# Work item
Which lines of the entries below run from the one holding "let mean_y = points.iter().map(|p|" to the one holding "series.metric, series.target, utilisation", inclusive? Set down exactly those lines and no others.

# Material supplied
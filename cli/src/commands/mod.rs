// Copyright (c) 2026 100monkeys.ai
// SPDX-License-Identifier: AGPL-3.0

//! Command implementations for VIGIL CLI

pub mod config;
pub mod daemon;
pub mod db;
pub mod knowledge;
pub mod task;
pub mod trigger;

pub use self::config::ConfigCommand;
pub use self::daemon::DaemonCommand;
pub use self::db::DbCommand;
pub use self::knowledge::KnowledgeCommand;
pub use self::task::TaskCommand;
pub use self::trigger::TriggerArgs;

* * *

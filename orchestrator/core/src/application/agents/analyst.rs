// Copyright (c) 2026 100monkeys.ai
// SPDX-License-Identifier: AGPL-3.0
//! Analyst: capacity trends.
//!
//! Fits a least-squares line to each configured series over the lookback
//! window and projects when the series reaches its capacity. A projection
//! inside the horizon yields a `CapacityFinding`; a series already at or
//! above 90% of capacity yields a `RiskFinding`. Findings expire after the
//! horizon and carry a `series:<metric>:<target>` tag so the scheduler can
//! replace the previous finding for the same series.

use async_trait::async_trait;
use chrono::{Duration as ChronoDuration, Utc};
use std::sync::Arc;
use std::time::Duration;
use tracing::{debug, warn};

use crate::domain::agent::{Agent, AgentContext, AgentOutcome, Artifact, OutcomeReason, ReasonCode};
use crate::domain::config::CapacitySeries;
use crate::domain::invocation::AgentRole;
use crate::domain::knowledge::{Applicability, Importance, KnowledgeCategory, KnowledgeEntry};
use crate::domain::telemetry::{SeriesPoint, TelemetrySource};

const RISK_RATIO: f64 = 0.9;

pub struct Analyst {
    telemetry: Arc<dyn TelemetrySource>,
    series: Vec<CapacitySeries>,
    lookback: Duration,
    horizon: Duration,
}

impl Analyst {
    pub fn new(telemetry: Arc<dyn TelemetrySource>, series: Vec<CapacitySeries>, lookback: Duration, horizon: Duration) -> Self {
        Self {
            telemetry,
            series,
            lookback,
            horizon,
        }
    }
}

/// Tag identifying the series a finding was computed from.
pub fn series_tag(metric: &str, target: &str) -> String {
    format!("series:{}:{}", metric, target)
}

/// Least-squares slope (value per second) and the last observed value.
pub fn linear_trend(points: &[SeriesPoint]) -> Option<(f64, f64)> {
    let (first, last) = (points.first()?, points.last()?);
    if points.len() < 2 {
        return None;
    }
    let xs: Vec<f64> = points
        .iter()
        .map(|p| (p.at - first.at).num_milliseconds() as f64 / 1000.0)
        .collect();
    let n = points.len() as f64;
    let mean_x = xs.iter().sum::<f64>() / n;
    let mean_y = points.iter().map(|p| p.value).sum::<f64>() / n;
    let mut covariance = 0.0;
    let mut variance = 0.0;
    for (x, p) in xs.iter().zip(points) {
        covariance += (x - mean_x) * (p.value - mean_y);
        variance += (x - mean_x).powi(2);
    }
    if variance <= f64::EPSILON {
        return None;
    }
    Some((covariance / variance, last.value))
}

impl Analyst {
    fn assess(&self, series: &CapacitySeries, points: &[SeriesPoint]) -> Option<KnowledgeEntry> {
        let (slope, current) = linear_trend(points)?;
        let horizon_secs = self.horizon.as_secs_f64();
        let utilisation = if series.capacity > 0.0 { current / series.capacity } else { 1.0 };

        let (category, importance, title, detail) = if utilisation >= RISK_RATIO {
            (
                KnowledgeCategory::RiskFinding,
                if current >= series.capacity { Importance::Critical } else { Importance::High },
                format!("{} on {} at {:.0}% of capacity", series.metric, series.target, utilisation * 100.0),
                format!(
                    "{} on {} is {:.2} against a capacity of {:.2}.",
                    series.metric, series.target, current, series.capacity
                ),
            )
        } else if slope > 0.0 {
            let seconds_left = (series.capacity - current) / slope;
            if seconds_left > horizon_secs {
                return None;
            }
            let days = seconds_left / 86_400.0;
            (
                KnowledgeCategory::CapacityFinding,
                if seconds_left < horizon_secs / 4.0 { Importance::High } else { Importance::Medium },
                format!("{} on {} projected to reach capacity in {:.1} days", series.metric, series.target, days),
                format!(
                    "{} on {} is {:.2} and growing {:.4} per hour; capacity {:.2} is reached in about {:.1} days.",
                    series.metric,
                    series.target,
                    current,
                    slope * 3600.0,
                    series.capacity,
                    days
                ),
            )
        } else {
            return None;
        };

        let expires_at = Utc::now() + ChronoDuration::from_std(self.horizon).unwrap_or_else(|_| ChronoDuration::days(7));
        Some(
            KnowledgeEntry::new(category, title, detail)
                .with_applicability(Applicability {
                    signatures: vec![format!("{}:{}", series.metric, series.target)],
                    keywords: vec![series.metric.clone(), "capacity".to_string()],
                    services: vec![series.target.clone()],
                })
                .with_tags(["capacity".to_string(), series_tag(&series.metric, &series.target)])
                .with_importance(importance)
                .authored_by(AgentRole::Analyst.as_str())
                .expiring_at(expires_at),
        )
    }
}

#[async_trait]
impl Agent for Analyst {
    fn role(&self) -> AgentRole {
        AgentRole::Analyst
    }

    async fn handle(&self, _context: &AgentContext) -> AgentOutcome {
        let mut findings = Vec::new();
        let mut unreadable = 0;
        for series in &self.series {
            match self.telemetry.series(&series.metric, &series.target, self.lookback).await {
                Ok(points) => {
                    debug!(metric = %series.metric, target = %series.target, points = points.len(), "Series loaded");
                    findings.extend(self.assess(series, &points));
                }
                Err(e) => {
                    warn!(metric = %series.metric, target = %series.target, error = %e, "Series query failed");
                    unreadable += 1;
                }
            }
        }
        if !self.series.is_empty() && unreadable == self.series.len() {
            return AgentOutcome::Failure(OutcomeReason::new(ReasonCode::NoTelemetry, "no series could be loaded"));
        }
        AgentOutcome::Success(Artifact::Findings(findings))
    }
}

# Answer area
    let mean_y = points.iter().map(|p| p.value).sum::<f64>() / n;
    let mut covariance = 0.0;
    let mut variance = 0.0;
    for (x, p) in xs.iter().zip(points) {
        covariance += (x - mean_x) * (p.value - mean_y);
        variance += (x - mean_x).powi(2);
    }
    if variance <= f64::EPSILON {
        return None;
    }
    Some((covariance / variance, last.value))
}

impl Analyst {
    fn assess(&self, series: &CapacitySeries, points: &[SeriesPoint]) -> Option<KnowledgeEntry> {
        let (slope, current) = linear_trend(points)?;
        let horizon_secs = self.horizon.as_secs_f64();
        let utilisation = if series.capacity > 0.0 { current / series.capacity } else { 1.0 };

        let (category, importance, title, detail) = if utilisation >= RISK_RATIO {
            (
                KnowledgeCategory::RiskFinding,
                if current >= series.capacity { Importance::Critical } else { Importance::High },
                format!("{} on {} at {:.0}% of capacity", series.metric, series.target, utilisation * 100.0),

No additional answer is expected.